Chest CT scans are often the preferred imaging modality for patients with chest trauma because they can identify many injuries that may be missed by chest X-rays, including pulmonary contusions, hemothorax, pneumothorax, and rib fractures. Moreover, rib fractures are considered indicators of severe trauma [26]. Traditional detection methods require physicians to meticulously evaluate the entire CT scan, which is a time-consuming and error-prone process, particularly for less experienced radiologists or thoracic surgeons. Additionally, the number and displacement of rib fractures are related to the follow-up treatment plan[27; 28]. Therefore, thoracic surgeons should prioritize different types of rib fractures. Chronic rib fractures, characterized by the presence of a mature callus or an invisible fracture line, do not require clinical intervention and do not affect treatment decisions or patient prognosis, making their detection unnecessary. In contrast, timely identification and localization of fresh rib fractures are crucial, especially in emergency settings, as severely displaced rib fractures may be associated with internal organ injuries, significantly impacting patient outcomes[29].
To address this issue, we developed a deep learning-based intelligent diagnostic model for the classification and detection of fresh rib fractures, which was validated on both internal multicenter datasets and external public datasets. The model outperformed experienced thoracic surgeons and demonstrated exceptional performance.

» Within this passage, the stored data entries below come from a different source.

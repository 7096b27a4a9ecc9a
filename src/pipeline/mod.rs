//! The preparation pipeline.
//!
//! One run is a single sequential pass: load both sheets, profile them,
//! clean and align to a shared quarterly range, scan for outliers, and
//! export the result. Every stage consumes its input table and produces a
//! new one; nothing is mutated across stage boundaries.

pub mod align;
pub mod outliers;

pub use outliers::{FlaggedRow, OutlierReport, detect_outliers};

use polars::prelude::*;
use std::time::Instant;
use tracing::{info, warn};

use crate::config::{ConfigValidationError, PrepConfig};
use crate::error::{PrepError, Result};
use crate::profiler::profile_table;
use crate::types::{HOUSING_RAW_COLUMNS, REGION_VALUE_COL, RunResult, RunSummary};
use crate::workbook::{WorkbookReader, write_workbook};

/// The preparation pipeline for one workbook.
///
/// # Example
///
/// ```rust,ignore
/// use quarterline::{Pipeline, PrepConfig};
///
/// let config = PrepConfig::builder()
///     .input_path("dataset.xlsx")
///     .output_path("dataset_prepared.xlsx")
///     .build()?;
///
/// let result = Pipeline::new(config)?.run()?;
/// println!("{} aligned quarters", result.dataset.housing.height());
/// ```
pub struct Pipeline {
    config: PrepConfig,
}

impl Pipeline {
    /// Create a pipeline from a configuration, validating it first.
    pub fn new(config: PrepConfig) -> std::result::Result<Self, ConfigValidationError> {
        config.validate()?;
        Ok(Self { config })
    }

    pub fn config(&self) -> &PrepConfig {
        &self.config
    }

    /// Load both raw tables from the input workbook.
    ///
    /// The housing sheet gets the canonical flat schema assigned
    /// positionally; the unemployment sheet keeps its own header labels
    /// but must contain the configured region column.
    pub fn load(&self) -> Result<(DataFrame, DataFrame)> {
        let mut reader = WorkbookReader::open(&self.config.input_path)?;

        let rename: Vec<&str> = HOUSING_RAW_COLUMNS.to_vec();
        let housing = reader.read_sheet(&self.config.housing_sheet, Some(&rename))?;
        let unemployment = reader.read_sheet(&self.config.unemployment_sheet, None)?;

        if unemployment.column(&self.config.region).is_err() {
            return Err(PrepError::ColumnMissing {
                table: self.config.unemployment_sheet.name.clone(),
                column: self.config.region.clone(),
            });
        }

        Ok((housing, unemployment))
    }

    /// Run the full pipeline: load, profile, clean, align, scan for
    /// outliers, export.
    pub fn run(&self) -> Result<RunResult> {
        let start_time = Instant::now();
        let mut summary = RunSummary::default();

        info!(
            "Loading workbook '{}'",
            self.config.input_path.display()
        );
        let (housing_raw, unemployment_raw) = self.load()?;
        summary.housing_rows_in = housing_raw.height();
        summary.unemployment_rows_in = unemployment_raw.height();
        summary.add_action(format!(
            "Loaded {} housing rows and {} unemployment rows",
            housing_raw.height(),
            unemployment_raw.height()
        ));

        info!("Profiling raw tables");
        let profiles = vec![
            profile_table(&housing_raw, &self.config.housing_sheet.name)?,
            profile_table(&unemployment_raw, &self.config.unemployment_sheet.name)?,
        ];

        let window = self.config.window();
        info!("Cleaning and aligning to quarter window {window}");

        let housing = align::resample_housing(&housing_raw, window)?;
        summary.add_action(format!(
            "Resampled housing data to {} quarterly rows",
            housing.height()
        ));

        let unemployment = align::clean_unemployment(&unemployment_raw, window)?;
        summary.add_action(format!(
            "Cleaned unemployment data to {} quarterly rows",
            unemployment.height()
        ));

        let dataset = align::intersect(housing, unemployment)?;
        summary.housing_rows_out = dataset.housing.height();
        summary.unemployment_rows_out = dataset.unemployment.height();
        summary.add_action(format!(
            "Aligned both series to {} shared quarters",
            dataset.housing.height()
        ));

        if dataset.housing.height() == 0 || dataset.unemployment.height() == 0 {
            summary.add_warning(
                "No overlapping quarters between the two series within the date range".to_string(),
            );
            warn!("Aligned dataset is empty");
        }

        info!("Scanning for outliers");
        let mut outlier_reports = Vec::new();
        if dataset.housing.height() > 0 {
            outlier_reports.push(detect_outliers(
                &dataset.housing,
                &self.config.housing_sheet.name,
                REGION_VALUE_COL,
            )?);
        }
        if dataset.unemployment.height() > 0 {
            outlier_reports.push(detect_outliers(
                &dataset.unemployment,
                &self.config.unemployment_sheet.name,
                &self.config.region,
            )?);
        }
        for report in &outlier_reports {
            summary.add_action(format!(
                "Flagged {} outlier(s) in {}.{}",
                report.len(),
                report.table,
                report.column
            ));
        }

        info!(
            "Writing cleaned tables to '{}'",
            self.config.output_path.display()
        );
        write_workbook(
            &self.config.output_path,
            &[
                (&self.config.housing_output_sheet, &dataset.housing),
                (&self.config.unemployment_output_sheet, &dataset.unemployment),
            ],
        )?;
        summary.add_action(format!(
            "Wrote '{}' and '{}' sheets to {}",
            self.config.housing_output_sheet,
            self.config.unemployment_output_sheet,
            self.config.output_path.display()
        ));

        summary.duration_ms = start_time.elapsed().as_millis() as u64;
        info!("Pipeline finished in {}ms", summary.duration_ms);

        Ok(RunResult {
            dataset,
            outliers: outlier_reports,
            profiles,
            summary,
        })
    }
}

#[cfg(test)]
mod tests {
    use super::*;

    #[test]
    fn test_pipeline_rejects_invalid_config() {
        let config = PrepConfig {
            region: "  ".to_string(),
            ..PrepConfig::default()
        };
        assert!(Pipeline::new(config).is_err());
    }

    #[test]
    fn test_pipeline_missing_input_fails() {
        let config = PrepConfig::builder()
            .input_path("definitely-missing.xlsx")
            .output_path(std::env::temp_dir().join("quarterline_unused.xlsx"))
            .build()
            .unwrap();

        let pipeline = Pipeline::new(config).unwrap();
        assert!(pipeline.run().is_err());
    }
}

Recently, Yao et al.[30] developed a deep learning-based rib fracture detection system that achieved high-performance detection and diagnosis of rib fractures on chest CT images, significantly reducing physician workload and minimizing misdiagnoses. However, this study only addressed the binary classification of fracture presence. Zhou et al.[31] developed a convolutional neural network (CNN) model that classified fractures into fresh, healing, and old fractures but did not perform a graded diagnosis for precise fracture diagnosis. Zhou et al.[21] reported the use of clinical information in their CNN model, which similarly improved diagnostic efficiency and reduced diagnosis time. Xiong et al.[32] found that the performance of radiologists on night shifts was inferior to that on day shifts, and the use of a deep learning-based computer-aided diagnosis (CAD) system for rib fractures helped night shift radiologists achieve performance levels comparable to their daytime performance. Unlike previous studies, our research focused on fresh rib fractures, as their rapid localization and diagnosis are crucial components of intelligent diagnosis and treatment of acute chest trauma. Chronic rib fractures do not affect treatment decisions or patient outcomes, making the focus on fresh rib fractures more aligned with real clinical scenarios. Our model can also intelligently grade fractures based on their severity, aiding in treatment decisions and prognosis evaluation for posttraumatic rib fractures.

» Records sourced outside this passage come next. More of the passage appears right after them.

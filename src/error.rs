use thiserror::Error;

/// Everything that can go wrong while loading or running a program.
///
/// `RomTooLarge` and `InvalidKey` are reported to the caller and leave the machine untouched.
/// The rest are runtime faults; once one is raised the machine halts until the next load.
#[derive(Debug, Clone, PartialEq, Eq, Error)]
pub enum Fault {
    #[error("ROM is too large ({size} bytes), max size is {max} bytes")]
    RomTooLarge { size: usize, max: usize },

    #[error("memory access out of bounds at address {address:#06X}")]
    MemoryOutOfBounds { address: usize },

    #[error("stack overflow: more than {depth} nested subroutine calls")]
    StackOverflow { depth: usize },

    #[error("stack underflow: returned from a subroutine with an empty call stack")]
    StackUnderflow,

    #[error("key {0:#04X} is not on the keypad (expected 0x0..=0xF)")]
    InvalidKey(u8),

    #[error("machine is halted: {0}")]
    Halted(Box<Fault>),
}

Our model's performance is also comparable to that of physicians, making it suitable as the "first reader." This approach can help improve diagnostic accuracy, reduce diagnosis time, and reduce the workload of physicians; additionally, it can aid in building medical resources in under resourced areas.
In our model improvements, we optimized the Backbone, Neck, and Head networks to enhance feature extraction, fusion, and detection capabilities. The Backbone, designed to extract deep features from medical images, alternates between CBS modules (Convolution, Batch Normalization, and SiLU activation) and C2f_EMA modules, which include convolution layers and parallel Bottleneck_EMA branches for richer feature representation. It concludes with the SPPF module, which combines multiple Maxpool and Concat operations to capture critical global information. In the Neck, we focused on refining and consolidating multi-scale features using an Upsample operation and the C2f_EMA module to merge and process features across different levels, improving detection accuracy and robustness. Finally, the Head network, composed of additional C2f_EMA modules, integrates and processes refined features before passing them to the Detect layer, where bounding boxes and class predictions are generated. This comprehensive multi-level integration allows our model to achieve high-precision detection in medical images.
However, our study had several limitations. One limitation of the current model is its inability to identify specific anatomical structures, such as which rib is fractured, which may reduce its utility in acute settings requiring rapid, precise localization. Additionally, as AI is increasingly integrated into clinical workflows, ethical concerns around data security, patient privacy, and clinician reliance on automated systems must be addressed. Our model has demonstrated robustness across both internal and external datasets. However, future studies should focus on validating the model in a variety of clinical settings, particularly in hospitals with differing patient demographics, trauma protocols, and imaging equipment to ensure broad applicability and our sample size could be further expanded. Finally, prospective studies remain relatively scarce. We aim to collect more data and conduct prospective studies to further validate and optimize the model.